> [Exercise]
Going through the data below, please show each line containing the string "canvas".

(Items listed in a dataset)
- Opening Delimiter -
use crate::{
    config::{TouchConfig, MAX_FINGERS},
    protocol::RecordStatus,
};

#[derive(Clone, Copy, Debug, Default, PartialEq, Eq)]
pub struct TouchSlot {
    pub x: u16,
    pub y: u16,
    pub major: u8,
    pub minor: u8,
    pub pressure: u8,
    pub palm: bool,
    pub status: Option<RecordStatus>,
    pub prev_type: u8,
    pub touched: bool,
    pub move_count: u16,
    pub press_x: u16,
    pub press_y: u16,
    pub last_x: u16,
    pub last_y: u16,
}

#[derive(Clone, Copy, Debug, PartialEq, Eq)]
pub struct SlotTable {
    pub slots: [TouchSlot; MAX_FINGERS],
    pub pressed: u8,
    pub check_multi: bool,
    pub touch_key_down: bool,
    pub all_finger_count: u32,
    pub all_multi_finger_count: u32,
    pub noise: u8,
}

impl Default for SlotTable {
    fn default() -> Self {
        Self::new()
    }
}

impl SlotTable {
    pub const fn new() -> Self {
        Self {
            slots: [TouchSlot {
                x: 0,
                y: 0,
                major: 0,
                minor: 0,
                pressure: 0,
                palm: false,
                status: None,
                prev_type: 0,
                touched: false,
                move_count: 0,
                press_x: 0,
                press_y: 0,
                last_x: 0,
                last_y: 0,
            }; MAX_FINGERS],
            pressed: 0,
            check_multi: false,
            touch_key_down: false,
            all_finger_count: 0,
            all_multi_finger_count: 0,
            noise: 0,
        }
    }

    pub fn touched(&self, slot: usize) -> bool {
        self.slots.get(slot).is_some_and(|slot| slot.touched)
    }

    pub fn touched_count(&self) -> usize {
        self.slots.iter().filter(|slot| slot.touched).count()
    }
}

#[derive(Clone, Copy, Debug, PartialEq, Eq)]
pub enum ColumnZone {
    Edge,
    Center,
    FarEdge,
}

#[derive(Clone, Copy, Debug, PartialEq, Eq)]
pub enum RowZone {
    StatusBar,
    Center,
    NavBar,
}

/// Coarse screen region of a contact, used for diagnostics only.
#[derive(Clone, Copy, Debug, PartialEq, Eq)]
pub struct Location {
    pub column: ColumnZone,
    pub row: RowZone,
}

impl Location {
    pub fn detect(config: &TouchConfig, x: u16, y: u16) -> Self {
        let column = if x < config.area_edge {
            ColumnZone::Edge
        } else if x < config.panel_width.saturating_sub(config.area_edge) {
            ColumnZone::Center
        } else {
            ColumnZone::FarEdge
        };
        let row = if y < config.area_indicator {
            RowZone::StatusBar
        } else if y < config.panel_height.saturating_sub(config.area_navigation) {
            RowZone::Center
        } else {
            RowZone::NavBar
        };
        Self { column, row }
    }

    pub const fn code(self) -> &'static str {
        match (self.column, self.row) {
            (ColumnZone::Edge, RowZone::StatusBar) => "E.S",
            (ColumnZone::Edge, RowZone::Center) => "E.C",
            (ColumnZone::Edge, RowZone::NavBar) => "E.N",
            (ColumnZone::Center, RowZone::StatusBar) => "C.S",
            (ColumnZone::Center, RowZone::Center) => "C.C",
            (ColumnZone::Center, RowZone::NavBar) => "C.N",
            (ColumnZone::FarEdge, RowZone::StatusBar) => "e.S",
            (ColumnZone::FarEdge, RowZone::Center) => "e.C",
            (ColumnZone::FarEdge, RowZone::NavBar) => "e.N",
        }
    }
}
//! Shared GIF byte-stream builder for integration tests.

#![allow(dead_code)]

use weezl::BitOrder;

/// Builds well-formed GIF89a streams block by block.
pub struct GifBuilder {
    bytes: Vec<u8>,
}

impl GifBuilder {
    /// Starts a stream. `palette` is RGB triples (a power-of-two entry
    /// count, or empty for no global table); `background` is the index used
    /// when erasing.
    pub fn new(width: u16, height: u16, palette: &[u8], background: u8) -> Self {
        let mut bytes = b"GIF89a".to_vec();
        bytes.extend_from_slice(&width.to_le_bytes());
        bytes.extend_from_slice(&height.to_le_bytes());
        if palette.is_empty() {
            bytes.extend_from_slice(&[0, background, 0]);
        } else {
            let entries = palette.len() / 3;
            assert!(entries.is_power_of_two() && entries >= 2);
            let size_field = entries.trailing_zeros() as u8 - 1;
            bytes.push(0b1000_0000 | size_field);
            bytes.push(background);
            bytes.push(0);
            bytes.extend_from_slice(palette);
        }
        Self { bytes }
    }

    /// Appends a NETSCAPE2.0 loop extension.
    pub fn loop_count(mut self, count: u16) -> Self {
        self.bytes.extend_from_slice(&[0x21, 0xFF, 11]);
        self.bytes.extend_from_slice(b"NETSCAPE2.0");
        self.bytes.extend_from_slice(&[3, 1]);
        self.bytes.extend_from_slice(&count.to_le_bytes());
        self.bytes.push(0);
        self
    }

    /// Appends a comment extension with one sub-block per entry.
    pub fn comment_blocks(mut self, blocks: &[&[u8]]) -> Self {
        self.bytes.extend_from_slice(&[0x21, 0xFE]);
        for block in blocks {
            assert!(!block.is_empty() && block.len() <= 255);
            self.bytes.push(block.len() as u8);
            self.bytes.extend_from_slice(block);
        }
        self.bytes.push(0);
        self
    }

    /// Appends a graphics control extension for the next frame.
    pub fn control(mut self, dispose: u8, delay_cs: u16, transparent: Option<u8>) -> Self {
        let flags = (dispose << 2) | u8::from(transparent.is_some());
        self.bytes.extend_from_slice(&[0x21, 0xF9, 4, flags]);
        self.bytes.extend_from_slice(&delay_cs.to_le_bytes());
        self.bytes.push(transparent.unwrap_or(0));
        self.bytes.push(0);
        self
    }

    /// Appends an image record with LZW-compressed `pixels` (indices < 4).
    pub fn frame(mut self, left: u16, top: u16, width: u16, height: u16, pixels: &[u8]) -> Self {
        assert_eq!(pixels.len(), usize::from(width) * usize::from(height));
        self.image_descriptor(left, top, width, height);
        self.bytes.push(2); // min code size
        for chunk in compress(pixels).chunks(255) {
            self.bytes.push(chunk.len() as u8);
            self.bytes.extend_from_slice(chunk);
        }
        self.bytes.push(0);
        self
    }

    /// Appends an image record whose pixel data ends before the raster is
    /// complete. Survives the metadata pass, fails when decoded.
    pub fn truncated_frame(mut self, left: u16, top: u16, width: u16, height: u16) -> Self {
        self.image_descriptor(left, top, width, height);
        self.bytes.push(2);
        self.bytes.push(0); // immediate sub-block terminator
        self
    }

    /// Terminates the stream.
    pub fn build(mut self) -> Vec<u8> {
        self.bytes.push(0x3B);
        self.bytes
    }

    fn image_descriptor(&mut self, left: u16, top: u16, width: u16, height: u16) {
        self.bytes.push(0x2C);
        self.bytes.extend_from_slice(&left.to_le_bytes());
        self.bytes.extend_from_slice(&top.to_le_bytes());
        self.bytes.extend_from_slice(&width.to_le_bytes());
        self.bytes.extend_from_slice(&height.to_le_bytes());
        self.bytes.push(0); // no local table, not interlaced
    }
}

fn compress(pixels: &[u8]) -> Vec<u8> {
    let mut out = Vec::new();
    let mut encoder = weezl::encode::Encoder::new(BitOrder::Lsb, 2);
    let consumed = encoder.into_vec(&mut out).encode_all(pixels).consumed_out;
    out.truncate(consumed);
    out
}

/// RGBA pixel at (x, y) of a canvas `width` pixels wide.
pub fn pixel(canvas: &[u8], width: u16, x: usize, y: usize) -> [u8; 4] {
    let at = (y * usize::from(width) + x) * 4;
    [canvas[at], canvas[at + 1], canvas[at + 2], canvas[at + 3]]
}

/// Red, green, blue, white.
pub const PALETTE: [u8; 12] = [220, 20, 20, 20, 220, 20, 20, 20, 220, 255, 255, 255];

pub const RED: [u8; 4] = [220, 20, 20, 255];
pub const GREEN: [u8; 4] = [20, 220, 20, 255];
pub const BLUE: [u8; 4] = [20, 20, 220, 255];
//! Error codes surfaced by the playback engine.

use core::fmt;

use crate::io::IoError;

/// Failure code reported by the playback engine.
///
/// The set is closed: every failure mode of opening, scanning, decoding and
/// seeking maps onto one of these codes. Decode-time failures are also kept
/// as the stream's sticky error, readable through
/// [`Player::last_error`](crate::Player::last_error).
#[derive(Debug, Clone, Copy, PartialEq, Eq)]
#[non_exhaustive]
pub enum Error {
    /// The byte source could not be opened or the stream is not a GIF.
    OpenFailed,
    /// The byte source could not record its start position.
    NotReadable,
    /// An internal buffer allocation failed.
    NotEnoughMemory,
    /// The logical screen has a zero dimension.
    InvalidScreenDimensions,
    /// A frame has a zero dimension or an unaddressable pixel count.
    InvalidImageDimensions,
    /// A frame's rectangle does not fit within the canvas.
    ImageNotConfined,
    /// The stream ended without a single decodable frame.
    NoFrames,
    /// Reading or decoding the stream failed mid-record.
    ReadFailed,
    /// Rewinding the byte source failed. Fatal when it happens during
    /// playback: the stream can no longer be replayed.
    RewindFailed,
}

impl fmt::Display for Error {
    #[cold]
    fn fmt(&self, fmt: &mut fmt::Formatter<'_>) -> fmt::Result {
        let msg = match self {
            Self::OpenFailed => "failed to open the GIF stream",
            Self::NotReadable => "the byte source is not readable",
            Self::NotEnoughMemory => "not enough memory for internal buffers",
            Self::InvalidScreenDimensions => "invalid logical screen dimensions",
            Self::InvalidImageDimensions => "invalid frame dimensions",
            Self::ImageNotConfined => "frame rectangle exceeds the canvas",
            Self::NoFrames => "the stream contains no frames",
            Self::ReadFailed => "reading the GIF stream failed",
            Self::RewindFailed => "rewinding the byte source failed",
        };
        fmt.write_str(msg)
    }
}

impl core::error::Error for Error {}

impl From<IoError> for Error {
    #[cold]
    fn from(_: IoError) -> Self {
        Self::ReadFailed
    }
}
- Closing Delimiter -
> [Answer to this problem]
/// RGBA pixel at (x, y) of a canvas `width` pixels wide.
pub fn pixel(canvas: &[u8], width: u16, x: usize, y: usize) -> [u8; 4] {
    [canvas[at], canvas[at + 1], canvas[at + 2], canvas[at + 3]]
    /// A frame's rectangle does not fit within the canvas.
            Self::ImageNotConfined => "frame rectangle exceeds the canvas",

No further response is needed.